### [Required action]
Below are lines of data; restate word for word those running from the line containing "step by step." to the line containing "viscosity smoothing kernels.", inclusive, and no others.

### [The data]
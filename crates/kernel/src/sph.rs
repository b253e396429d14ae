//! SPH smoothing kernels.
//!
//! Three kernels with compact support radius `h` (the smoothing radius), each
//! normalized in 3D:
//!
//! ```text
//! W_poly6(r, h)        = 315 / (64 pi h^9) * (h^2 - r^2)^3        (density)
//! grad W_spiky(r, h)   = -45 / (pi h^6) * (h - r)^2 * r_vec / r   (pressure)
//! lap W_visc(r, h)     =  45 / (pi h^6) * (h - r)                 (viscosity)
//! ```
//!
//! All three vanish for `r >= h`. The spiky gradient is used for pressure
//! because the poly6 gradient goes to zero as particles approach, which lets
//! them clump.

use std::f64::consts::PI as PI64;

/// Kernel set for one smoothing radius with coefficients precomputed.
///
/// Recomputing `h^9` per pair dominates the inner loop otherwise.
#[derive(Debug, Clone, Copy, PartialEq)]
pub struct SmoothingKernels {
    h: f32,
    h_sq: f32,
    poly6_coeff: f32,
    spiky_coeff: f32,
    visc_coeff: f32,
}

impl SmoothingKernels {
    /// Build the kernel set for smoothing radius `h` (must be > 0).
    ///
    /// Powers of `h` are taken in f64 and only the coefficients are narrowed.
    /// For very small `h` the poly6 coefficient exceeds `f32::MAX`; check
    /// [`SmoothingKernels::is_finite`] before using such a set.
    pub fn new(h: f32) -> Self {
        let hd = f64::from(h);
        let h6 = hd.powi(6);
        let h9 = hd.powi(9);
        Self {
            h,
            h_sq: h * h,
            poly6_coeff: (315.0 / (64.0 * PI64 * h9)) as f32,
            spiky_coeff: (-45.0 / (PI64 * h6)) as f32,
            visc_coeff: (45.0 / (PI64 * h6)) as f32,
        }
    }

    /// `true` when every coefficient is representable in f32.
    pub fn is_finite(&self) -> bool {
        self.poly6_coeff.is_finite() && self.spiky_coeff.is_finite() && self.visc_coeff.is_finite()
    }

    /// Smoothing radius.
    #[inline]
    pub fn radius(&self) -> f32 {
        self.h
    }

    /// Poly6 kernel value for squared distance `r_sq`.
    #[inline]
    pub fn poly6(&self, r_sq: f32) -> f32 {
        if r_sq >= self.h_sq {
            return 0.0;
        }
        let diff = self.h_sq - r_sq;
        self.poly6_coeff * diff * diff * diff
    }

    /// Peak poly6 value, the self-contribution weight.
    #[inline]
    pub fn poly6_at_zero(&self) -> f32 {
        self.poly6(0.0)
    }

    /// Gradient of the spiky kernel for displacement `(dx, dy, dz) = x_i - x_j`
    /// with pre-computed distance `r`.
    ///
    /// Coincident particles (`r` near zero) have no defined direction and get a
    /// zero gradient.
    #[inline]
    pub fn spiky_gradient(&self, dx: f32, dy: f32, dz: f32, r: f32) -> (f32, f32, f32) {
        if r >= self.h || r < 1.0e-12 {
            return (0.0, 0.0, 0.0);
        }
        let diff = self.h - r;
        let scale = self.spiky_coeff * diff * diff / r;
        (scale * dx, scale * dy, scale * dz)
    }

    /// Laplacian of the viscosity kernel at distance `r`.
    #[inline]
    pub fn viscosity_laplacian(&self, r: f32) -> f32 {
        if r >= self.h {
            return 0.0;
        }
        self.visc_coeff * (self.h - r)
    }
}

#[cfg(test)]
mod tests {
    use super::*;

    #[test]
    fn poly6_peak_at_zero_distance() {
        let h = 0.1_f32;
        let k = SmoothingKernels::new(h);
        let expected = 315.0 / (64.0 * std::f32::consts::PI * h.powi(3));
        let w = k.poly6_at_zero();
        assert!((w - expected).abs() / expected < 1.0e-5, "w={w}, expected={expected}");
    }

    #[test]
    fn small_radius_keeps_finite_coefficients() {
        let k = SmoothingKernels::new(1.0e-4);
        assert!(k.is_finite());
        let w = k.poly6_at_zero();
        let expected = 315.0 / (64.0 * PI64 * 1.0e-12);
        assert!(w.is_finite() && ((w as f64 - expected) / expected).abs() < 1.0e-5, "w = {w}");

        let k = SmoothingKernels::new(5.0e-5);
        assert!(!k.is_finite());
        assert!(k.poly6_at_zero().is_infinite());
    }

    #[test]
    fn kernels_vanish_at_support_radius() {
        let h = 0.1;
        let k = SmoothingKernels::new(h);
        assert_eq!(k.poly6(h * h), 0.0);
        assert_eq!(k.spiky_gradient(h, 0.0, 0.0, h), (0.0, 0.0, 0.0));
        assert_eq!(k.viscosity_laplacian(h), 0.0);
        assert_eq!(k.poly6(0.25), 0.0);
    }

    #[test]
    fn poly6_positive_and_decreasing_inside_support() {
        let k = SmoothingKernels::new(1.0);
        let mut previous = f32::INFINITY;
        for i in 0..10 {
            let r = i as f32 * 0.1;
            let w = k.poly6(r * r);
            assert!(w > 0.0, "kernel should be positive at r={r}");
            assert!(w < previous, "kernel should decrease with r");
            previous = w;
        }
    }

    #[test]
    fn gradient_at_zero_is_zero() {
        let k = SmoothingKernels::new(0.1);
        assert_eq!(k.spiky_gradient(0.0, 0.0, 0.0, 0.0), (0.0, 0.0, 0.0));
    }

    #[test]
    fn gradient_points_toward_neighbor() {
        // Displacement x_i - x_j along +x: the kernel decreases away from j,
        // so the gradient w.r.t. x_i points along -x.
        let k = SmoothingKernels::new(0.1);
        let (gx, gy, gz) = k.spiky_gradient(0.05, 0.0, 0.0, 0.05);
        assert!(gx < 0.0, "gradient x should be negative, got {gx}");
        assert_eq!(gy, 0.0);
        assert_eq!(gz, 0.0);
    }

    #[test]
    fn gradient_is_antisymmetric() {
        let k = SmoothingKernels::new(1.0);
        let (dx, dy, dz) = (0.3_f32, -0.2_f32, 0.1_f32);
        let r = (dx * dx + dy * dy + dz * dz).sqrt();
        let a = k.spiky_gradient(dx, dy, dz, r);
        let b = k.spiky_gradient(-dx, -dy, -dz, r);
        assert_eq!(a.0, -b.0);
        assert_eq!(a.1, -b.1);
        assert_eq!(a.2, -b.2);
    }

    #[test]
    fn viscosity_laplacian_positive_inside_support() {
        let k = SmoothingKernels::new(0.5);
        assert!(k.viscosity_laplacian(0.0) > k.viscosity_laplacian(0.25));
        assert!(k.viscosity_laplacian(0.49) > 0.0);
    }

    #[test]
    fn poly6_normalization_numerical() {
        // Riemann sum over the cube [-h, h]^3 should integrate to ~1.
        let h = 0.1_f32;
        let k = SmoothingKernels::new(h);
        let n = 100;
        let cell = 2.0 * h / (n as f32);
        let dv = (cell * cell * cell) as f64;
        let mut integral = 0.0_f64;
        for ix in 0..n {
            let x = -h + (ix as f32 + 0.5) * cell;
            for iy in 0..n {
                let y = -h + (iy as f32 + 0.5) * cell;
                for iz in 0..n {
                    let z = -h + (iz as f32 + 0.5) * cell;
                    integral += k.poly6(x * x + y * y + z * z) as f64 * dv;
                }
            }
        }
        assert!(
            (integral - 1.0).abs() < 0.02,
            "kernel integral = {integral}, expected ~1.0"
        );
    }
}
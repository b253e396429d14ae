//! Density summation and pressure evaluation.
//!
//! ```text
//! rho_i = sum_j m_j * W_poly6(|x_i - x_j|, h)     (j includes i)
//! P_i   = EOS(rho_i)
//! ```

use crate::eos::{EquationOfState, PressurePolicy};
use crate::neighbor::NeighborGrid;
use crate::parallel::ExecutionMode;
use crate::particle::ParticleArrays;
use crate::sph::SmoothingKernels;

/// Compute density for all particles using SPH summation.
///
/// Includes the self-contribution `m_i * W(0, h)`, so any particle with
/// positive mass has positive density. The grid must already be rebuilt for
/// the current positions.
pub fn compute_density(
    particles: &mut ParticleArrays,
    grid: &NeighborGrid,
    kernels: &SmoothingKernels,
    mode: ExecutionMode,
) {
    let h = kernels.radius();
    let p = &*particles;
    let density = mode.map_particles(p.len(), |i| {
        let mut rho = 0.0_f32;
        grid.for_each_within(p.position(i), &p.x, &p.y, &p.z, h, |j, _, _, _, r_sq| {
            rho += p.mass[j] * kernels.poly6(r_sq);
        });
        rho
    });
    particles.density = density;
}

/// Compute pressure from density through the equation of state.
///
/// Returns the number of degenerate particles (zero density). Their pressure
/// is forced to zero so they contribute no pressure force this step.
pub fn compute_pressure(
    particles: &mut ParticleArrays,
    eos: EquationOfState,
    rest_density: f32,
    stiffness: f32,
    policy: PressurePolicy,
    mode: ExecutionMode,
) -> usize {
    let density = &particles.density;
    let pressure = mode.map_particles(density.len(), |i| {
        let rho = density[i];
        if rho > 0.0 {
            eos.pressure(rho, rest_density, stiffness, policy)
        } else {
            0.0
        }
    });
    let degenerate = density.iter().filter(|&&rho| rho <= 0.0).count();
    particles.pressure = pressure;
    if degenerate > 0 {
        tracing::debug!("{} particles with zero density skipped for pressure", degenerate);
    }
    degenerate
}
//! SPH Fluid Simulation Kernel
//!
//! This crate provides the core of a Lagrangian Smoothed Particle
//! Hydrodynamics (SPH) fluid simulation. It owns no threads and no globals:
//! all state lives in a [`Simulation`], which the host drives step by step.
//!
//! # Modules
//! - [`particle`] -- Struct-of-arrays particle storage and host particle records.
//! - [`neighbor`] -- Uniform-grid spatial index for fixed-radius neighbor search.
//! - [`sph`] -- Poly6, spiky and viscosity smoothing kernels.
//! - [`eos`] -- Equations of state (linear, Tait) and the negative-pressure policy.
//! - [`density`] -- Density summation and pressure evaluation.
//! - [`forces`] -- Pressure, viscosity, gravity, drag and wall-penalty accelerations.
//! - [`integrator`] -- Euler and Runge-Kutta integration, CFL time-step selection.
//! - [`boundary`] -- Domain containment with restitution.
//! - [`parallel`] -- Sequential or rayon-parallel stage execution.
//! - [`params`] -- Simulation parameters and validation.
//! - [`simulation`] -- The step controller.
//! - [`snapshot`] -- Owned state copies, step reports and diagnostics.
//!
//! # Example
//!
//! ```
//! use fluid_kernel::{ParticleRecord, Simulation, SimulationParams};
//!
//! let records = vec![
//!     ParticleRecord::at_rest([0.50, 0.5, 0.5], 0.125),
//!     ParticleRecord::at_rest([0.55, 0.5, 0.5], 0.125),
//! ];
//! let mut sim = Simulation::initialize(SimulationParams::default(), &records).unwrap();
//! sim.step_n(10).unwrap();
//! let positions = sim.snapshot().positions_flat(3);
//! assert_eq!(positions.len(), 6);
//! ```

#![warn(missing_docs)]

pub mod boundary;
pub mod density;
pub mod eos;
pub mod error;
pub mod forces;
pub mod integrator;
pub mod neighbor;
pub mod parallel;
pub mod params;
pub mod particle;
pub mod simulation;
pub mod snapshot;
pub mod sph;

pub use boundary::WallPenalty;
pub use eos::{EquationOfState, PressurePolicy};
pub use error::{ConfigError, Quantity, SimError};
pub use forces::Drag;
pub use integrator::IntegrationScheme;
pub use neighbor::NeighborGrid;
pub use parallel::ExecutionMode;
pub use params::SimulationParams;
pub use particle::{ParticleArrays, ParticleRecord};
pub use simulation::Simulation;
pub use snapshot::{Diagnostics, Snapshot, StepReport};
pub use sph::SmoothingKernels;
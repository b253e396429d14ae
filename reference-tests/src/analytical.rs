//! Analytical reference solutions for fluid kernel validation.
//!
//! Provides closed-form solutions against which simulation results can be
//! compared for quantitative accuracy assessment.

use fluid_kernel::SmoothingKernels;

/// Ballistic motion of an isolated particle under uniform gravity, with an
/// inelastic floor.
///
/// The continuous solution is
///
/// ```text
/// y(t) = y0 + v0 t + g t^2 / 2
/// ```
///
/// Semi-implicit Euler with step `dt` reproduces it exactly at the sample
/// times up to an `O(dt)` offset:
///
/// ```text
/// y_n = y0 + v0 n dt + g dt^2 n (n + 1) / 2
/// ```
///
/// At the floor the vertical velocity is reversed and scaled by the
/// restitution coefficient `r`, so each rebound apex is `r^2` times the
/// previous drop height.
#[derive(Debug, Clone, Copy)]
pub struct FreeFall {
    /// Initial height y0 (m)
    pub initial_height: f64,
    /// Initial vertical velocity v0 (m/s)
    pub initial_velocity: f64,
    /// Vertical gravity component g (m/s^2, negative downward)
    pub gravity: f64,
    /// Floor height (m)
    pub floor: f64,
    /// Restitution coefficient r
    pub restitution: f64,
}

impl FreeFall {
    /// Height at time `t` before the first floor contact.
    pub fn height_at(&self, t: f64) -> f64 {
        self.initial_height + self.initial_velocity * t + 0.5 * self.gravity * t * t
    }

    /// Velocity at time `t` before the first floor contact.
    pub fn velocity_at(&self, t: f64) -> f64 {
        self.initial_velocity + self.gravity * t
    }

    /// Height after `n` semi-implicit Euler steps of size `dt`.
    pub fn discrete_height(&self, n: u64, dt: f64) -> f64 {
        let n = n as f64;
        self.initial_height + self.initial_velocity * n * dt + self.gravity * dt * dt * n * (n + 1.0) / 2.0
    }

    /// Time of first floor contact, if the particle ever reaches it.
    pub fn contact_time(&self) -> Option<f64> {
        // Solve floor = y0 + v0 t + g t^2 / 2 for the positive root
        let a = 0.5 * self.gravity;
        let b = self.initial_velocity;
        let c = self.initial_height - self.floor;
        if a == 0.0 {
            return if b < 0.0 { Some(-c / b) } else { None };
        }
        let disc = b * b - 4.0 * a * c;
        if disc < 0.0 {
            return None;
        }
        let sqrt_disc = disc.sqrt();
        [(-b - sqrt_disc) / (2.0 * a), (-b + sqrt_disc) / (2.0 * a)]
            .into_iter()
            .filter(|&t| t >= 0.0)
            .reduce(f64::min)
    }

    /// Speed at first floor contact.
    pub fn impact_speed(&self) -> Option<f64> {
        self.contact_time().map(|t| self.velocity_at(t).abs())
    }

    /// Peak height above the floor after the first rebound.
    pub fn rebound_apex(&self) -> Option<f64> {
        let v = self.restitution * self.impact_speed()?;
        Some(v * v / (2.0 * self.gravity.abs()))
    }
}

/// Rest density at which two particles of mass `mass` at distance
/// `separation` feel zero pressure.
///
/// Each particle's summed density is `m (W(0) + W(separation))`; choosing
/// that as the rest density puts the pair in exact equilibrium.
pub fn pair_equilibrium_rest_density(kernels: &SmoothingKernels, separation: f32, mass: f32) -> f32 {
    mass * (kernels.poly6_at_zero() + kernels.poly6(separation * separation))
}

### [Written response]
//! all state lives in a [`Simulation`], which the host drives step by step.
//!
//! # Modules
//! - [`particle`] -- Struct-of-arrays particle storage and host particle records.
//! - [`neighbor`] -- Uniform-grid spatial index for fixed-radius neighbor search.
//! - [`sph`] -- Poly6, spiky and viscosity smoothing kernels.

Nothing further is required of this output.